** Raw data **
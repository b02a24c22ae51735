mod log_notifier;

pub use log_notifier::LogNotifier;
use serde::{Deserialize, Serialize};
use std::fmt;

const INLINE_SCHEME: &str = "data:";

/// Where an image comes from: a filesystem-style path or an HTTP(S) URL.
/// 图片来源引用：文件系统路径或 HTTP(S) URL。
///
/// Used verbatim as the materialization cache key.
#[derive(Debug, Clone, PartialEq, Eq, Hash, Serialize, Deserialize)]
pub struct ResourceReference(String);

impl ResourceReference {
    pub fn new(reference: impl Into<String>) -> Self {
        Self(reference.into())
    }

    pub fn as_str(&self) -> &str {
        &self.0
    }

    /// Already self-contained (`data:` URI); never fetched.
    pub fn is_inline(&self) -> bool {
        self.0
            .get(..INLINE_SCHEME.len())
            .is_some_and(|prefix| prefix.eq_ignore_ascii_case(INLINE_SCHEME))
    }

    pub fn is_empty(&self) -> bool {
        self.0.trim().is_empty()
    }

    pub fn is_http(&self) -> bool {
        let lower = self.0.trim_start().to_ascii_lowercase();
        lower.starts_with("http://") || lower.starts_with("https://")
    }

    /// Whether the materializer has to convert this reference.
    pub fn needs_materialization(&self) -> bool {
        !self.is_empty() && !self.is_inline()
    }
}

impl fmt::Display for ResourceReference {
    fn fmt(&self, f: &mut fmt::Formatter<'_>) -> fmt::Result {
        write!(f, "{}", self.0)
    }
}

impl From<String> for ResourceReference {
    fn from(s: String) -> Self {
        Self(s)
    }
}

impl From<&str> for ResourceReference {
    fn from(s: &str) -> Self {
        Self(s.to_string())
    }
}

#[cfg(test)]
mod tests {
    use super::*;

    #[test]
    fn test_inline_detection_is_case_insensitive() {
        assert!(ResourceReference::from("data:image/png;base64,AAAA").is_inline());
        assert!(ResourceReference::from("DATA:image/png;base64,AAAA").is_inline());
        assert!(!ResourceReference::from("https://cdn.x/a.png").is_inline());
        assert!(!ResourceReference::from("da").is_inline());
    }

    #[test]
    fn test_needs_materialization() {
        assert!(ResourceReference::from("https://cdn.x/a.png").needs_materialization());
        assert!(!ResourceReference::from("").needs_materialization());
        assert!(!ResourceReference::from("data:,").needs_materialization());
    }

    #[test]
    fn test_is_http() {
        assert!(ResourceReference::from("HTTPS://cdn.x/a.png").is_http());
        assert!(!ResourceReference::from("file:///apps/Static/a.png").is_http());
    }
}
//! Common macro for implementing ID wrapper types.

macro_rules! impl_id {
    ($($name:ident),* $(,)?) => {
        $(
            impl $name {
                pub fn new() -> Self {
                    Self(uuid::Uuid::new_v4().to_string())
                }

                pub fn as_str(&self) -> &str {
                    &self.0
                }
            }

            impl Default for $name {
                fn default() -> Self {
                    Self::new()
                }
            }

            impl std::fmt::Display for $name {
                fn fmt(&self, f: &mut std::fmt::Formatter<'_>) -> std::fmt::Result {
                    write!(f, "{}", self.0)
                }
            }

            impl From<String> for $name {
                fn from(s: String) -> Self {
                    Self(s)
                }
            }

            impl From<&str> for $name {
                fn from(s: &str) -> Self {
                    Self(s.to_string())
                }
            }

            impl AsRef<str> for $name {
                fn as_ref(&self) -> &str {
                    &self.0
                }
            }
        )*
    };
}

pub(crate) use impl_id;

** Assignment **
Only lines that contain the string "AAAA" count; pick each one out of the records and copy it.

** Response to this task **
        assert!(ResourceReference::from("data:image/png;base64,AAAA").is_inline());
        assert!(ResourceReference::from("DATA:image/png;base64,AAAA").is_inline());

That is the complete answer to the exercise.